• Exercise details: Every line below between the line holding "pub fn set_resolution(&mut" and the line holding "units are written as is.", inclusive, should be repeated exactly, and all other lines omitted.

• Supplied data:
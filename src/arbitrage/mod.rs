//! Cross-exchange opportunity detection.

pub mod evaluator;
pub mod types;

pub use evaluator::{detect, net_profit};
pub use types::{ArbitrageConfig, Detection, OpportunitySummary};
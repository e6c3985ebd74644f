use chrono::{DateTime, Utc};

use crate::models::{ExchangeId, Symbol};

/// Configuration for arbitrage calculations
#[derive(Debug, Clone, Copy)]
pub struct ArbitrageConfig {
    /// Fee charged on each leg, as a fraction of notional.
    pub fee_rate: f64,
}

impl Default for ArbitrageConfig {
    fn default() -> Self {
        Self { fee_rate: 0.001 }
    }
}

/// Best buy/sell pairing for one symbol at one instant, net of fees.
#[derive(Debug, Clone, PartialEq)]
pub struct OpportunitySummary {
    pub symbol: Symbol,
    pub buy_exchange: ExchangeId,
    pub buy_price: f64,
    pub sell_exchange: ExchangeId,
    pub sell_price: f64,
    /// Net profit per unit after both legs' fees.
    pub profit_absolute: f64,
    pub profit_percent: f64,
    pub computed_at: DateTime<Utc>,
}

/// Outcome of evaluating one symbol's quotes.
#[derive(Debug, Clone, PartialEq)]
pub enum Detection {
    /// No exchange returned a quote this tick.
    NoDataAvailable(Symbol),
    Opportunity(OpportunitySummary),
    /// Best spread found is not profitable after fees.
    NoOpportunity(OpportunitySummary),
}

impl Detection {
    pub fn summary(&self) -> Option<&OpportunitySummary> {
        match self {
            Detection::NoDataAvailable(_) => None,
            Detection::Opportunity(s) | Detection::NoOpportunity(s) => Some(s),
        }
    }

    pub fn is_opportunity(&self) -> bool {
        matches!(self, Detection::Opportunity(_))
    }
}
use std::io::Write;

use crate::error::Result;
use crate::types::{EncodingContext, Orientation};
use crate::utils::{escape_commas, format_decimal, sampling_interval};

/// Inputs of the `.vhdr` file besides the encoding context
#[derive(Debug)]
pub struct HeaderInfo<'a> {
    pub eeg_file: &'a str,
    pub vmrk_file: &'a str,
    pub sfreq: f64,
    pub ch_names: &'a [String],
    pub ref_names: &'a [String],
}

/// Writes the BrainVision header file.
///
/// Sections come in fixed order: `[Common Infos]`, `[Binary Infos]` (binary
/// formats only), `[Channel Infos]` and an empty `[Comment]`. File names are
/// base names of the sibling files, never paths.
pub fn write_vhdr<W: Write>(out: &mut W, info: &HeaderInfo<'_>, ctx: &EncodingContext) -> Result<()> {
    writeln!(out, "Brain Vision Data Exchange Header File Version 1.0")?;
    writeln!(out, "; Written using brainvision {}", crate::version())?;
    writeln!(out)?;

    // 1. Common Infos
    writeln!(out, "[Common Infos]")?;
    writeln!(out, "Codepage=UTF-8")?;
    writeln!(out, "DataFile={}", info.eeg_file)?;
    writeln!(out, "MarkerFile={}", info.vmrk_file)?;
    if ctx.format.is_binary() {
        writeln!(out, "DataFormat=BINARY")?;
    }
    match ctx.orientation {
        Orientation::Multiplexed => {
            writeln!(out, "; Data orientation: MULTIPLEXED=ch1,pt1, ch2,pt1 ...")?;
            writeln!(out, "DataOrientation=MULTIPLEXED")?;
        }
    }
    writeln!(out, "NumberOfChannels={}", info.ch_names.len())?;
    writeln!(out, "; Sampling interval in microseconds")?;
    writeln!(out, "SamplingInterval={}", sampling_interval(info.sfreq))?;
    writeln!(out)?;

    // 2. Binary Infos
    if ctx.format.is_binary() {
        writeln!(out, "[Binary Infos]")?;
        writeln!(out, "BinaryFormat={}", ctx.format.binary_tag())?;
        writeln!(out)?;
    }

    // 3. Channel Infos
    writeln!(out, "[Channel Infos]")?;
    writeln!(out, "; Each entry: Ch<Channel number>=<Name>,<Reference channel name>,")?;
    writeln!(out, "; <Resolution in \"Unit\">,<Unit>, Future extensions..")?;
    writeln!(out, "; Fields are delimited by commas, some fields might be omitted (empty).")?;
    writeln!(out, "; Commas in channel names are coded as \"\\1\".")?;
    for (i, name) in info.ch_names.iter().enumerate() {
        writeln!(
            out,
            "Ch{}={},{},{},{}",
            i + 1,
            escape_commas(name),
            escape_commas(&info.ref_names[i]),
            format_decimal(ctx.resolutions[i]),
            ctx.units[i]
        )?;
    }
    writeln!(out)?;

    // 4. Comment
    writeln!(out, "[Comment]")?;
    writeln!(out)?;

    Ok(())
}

--

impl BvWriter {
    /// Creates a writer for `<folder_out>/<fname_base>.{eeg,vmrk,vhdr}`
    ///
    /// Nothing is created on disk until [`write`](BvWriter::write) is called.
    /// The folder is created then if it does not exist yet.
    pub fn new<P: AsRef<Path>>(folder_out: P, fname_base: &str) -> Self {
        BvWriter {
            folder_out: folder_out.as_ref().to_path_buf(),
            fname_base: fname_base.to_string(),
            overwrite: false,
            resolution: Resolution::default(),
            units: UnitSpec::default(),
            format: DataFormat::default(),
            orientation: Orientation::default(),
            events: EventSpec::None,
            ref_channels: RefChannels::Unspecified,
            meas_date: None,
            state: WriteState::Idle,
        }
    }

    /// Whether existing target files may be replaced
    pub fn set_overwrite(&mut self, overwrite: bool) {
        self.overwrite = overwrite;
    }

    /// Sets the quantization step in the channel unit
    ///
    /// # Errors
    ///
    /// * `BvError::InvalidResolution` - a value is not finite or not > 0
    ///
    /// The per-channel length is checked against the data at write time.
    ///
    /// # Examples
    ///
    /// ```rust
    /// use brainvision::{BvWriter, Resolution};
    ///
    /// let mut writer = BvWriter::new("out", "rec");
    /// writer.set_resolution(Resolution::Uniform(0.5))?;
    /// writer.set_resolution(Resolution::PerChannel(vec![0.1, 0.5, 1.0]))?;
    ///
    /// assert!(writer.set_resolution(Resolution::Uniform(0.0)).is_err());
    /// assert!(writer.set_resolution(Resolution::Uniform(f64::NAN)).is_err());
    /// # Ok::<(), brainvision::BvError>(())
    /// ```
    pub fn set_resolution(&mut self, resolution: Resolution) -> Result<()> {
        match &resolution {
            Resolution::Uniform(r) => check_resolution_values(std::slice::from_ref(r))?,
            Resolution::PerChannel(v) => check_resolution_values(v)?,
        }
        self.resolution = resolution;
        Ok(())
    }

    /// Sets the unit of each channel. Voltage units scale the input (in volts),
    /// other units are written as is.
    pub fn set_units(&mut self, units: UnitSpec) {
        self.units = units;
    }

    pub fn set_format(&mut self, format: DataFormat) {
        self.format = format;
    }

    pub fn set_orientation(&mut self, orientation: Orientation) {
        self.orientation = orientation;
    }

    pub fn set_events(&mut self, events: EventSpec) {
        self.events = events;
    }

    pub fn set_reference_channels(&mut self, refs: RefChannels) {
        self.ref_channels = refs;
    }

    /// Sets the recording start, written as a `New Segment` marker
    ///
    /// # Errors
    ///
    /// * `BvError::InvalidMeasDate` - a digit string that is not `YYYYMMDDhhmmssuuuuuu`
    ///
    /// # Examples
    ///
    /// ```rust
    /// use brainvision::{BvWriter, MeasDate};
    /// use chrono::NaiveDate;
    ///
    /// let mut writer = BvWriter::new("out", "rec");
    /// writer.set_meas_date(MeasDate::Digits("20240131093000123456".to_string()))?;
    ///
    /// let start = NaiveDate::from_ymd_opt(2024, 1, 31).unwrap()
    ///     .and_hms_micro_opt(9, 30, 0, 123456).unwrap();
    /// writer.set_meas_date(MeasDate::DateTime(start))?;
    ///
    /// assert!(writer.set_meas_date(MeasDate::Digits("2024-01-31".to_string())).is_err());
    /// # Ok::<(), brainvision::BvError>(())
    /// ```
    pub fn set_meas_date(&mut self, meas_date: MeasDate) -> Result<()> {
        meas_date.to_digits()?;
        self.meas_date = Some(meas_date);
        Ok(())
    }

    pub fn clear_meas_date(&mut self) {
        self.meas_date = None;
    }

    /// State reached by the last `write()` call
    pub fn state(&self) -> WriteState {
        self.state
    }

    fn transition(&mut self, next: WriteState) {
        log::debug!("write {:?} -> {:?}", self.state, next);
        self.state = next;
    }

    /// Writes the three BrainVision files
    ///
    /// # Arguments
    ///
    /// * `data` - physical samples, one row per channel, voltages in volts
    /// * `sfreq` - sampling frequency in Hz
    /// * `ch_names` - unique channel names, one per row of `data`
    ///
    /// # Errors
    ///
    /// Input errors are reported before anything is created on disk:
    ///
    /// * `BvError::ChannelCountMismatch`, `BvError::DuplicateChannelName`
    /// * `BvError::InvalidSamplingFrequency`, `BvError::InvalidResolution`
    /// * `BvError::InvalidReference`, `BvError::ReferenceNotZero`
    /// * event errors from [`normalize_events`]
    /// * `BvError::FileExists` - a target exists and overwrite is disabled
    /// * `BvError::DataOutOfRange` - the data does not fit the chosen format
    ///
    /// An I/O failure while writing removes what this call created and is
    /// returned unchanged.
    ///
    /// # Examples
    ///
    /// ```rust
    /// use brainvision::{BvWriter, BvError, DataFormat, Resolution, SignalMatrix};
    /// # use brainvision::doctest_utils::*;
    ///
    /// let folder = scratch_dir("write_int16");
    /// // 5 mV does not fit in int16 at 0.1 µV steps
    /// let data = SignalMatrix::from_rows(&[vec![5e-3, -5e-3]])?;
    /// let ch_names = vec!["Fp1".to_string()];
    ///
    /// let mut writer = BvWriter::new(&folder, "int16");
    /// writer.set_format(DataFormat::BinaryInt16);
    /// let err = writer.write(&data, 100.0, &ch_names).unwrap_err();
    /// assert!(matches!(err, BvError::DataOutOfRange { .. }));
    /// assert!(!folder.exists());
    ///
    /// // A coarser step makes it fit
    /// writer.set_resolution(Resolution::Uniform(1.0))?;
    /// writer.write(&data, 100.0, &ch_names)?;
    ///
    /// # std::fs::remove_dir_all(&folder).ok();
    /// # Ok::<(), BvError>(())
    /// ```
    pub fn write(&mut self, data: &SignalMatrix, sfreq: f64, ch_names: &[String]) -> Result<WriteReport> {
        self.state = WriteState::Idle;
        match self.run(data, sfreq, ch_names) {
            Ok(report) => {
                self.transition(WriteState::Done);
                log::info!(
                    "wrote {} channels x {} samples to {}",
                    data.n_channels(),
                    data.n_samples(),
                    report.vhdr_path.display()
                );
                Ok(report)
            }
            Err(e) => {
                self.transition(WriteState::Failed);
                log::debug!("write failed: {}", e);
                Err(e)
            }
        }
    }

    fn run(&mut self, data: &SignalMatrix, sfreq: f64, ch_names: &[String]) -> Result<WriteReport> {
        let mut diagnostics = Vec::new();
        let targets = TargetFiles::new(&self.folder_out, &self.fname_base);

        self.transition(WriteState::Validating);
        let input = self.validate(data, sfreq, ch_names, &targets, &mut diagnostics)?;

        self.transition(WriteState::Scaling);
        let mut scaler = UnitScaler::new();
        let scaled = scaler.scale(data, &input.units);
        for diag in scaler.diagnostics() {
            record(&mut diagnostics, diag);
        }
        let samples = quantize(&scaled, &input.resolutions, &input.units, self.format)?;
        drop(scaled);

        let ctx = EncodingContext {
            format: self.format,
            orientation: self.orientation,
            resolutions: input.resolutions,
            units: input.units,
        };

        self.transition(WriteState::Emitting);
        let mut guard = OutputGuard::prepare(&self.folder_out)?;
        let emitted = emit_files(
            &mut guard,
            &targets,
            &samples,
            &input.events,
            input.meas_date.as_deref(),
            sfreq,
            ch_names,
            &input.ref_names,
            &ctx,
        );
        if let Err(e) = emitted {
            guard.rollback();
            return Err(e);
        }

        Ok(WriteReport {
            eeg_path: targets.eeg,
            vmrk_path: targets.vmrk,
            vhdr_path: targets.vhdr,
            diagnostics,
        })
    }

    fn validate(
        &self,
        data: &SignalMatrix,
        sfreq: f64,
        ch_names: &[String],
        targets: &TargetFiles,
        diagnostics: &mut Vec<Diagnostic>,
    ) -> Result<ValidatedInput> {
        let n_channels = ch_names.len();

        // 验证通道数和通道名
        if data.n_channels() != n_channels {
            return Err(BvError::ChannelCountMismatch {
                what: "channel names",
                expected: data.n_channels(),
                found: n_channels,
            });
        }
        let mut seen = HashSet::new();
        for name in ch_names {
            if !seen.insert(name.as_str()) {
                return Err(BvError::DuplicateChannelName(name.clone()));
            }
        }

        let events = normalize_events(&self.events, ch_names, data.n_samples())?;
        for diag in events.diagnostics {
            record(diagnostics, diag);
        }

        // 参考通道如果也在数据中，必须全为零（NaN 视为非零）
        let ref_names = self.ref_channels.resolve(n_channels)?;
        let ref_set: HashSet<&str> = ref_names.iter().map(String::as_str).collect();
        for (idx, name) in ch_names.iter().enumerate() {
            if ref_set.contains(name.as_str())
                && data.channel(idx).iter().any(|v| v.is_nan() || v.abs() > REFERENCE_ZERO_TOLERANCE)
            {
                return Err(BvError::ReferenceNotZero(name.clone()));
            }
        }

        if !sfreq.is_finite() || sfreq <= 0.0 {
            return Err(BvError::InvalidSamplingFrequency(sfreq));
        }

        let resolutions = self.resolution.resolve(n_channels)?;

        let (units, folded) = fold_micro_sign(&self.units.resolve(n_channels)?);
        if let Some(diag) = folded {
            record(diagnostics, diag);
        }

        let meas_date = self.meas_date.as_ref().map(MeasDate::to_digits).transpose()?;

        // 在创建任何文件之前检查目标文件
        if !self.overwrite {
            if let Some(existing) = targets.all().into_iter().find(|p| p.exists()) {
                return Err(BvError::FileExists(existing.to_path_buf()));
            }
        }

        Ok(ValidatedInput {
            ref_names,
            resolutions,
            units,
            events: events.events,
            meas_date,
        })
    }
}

---

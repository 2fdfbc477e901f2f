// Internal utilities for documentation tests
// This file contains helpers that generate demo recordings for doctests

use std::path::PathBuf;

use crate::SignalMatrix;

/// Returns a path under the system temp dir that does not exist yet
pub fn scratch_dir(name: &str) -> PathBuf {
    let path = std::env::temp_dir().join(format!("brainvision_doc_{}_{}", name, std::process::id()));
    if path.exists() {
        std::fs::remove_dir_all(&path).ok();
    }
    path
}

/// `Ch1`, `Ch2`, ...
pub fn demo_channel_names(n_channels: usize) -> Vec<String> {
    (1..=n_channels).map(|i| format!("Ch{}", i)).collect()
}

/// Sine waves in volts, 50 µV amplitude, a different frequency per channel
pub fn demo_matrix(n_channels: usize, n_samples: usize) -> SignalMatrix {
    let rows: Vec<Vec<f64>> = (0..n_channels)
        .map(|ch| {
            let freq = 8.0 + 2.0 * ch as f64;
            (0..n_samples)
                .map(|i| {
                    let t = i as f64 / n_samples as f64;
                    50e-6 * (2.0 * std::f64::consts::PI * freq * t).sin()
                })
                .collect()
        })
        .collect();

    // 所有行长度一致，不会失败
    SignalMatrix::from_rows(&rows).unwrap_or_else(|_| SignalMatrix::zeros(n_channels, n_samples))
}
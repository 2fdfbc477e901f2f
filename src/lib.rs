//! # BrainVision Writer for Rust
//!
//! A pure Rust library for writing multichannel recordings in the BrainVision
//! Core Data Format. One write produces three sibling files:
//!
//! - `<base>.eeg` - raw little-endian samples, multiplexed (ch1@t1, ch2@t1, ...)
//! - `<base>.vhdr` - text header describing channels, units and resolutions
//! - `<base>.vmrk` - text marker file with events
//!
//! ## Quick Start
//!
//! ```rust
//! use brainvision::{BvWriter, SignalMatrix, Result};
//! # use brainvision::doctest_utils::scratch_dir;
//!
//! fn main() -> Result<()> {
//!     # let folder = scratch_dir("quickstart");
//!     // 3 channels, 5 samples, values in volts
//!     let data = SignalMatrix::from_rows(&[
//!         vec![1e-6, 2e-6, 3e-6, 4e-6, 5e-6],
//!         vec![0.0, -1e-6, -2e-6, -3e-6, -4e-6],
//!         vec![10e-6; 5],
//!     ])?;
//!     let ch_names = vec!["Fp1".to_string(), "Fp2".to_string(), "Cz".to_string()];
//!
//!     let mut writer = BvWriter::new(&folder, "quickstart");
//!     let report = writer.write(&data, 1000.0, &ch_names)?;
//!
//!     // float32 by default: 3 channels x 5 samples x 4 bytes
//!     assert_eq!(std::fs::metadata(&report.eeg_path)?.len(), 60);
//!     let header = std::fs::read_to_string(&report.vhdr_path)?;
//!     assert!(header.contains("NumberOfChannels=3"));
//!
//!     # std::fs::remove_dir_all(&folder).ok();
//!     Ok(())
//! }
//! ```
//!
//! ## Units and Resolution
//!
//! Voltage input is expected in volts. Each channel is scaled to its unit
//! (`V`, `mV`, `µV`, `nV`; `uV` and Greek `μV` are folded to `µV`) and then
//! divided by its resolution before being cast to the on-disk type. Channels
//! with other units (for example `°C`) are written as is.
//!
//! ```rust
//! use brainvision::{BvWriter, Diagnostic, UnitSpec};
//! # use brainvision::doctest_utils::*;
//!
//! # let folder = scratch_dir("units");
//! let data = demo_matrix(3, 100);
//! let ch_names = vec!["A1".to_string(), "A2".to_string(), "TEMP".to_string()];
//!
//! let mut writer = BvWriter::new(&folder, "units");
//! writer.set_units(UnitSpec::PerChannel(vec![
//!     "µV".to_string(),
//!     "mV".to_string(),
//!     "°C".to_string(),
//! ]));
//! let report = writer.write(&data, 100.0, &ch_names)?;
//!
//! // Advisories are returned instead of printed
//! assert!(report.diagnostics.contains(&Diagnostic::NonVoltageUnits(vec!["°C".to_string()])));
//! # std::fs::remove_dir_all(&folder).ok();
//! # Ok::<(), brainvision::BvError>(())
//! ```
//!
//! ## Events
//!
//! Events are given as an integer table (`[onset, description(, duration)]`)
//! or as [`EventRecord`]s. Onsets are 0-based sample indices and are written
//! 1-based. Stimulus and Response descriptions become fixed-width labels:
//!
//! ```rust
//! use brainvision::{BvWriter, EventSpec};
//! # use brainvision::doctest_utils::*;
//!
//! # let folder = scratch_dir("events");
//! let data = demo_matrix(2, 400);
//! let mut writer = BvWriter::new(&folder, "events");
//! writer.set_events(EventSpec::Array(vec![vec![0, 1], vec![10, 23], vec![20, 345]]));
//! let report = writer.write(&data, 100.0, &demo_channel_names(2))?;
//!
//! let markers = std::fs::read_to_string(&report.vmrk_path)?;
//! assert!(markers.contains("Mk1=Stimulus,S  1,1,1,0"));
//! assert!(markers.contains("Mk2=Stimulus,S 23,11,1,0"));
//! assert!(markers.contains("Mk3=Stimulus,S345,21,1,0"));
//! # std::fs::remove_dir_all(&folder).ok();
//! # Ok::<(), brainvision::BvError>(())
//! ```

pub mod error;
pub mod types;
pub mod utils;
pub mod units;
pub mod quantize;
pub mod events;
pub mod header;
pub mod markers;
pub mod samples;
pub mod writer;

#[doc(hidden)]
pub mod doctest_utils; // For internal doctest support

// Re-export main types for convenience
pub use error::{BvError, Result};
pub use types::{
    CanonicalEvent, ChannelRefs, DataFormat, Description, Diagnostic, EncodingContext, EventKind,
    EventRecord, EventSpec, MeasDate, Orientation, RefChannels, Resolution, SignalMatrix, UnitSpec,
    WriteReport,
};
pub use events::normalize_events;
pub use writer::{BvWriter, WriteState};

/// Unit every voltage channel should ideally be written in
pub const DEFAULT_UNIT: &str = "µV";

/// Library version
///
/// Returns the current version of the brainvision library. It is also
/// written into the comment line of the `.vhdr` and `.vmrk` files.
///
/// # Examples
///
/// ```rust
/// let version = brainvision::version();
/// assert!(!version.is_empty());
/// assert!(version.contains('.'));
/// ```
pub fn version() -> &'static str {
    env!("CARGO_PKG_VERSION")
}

• Solution to this task:
    pub fn set_resolution(&mut self, resolution: Resolution) -> Result<()> {
        match &resolution {
            Resolution::Uniform(r) => check_resolution_values(std::slice::from_ref(r))?,
            Resolution::PerChannel(v) => check_resolution_values(v)?,
        }
        self.resolution = resolution;
        Ok(())
    }

    /// Sets the unit of each channel. Voltage units scale the input (in volts),
    /// other units are written as is.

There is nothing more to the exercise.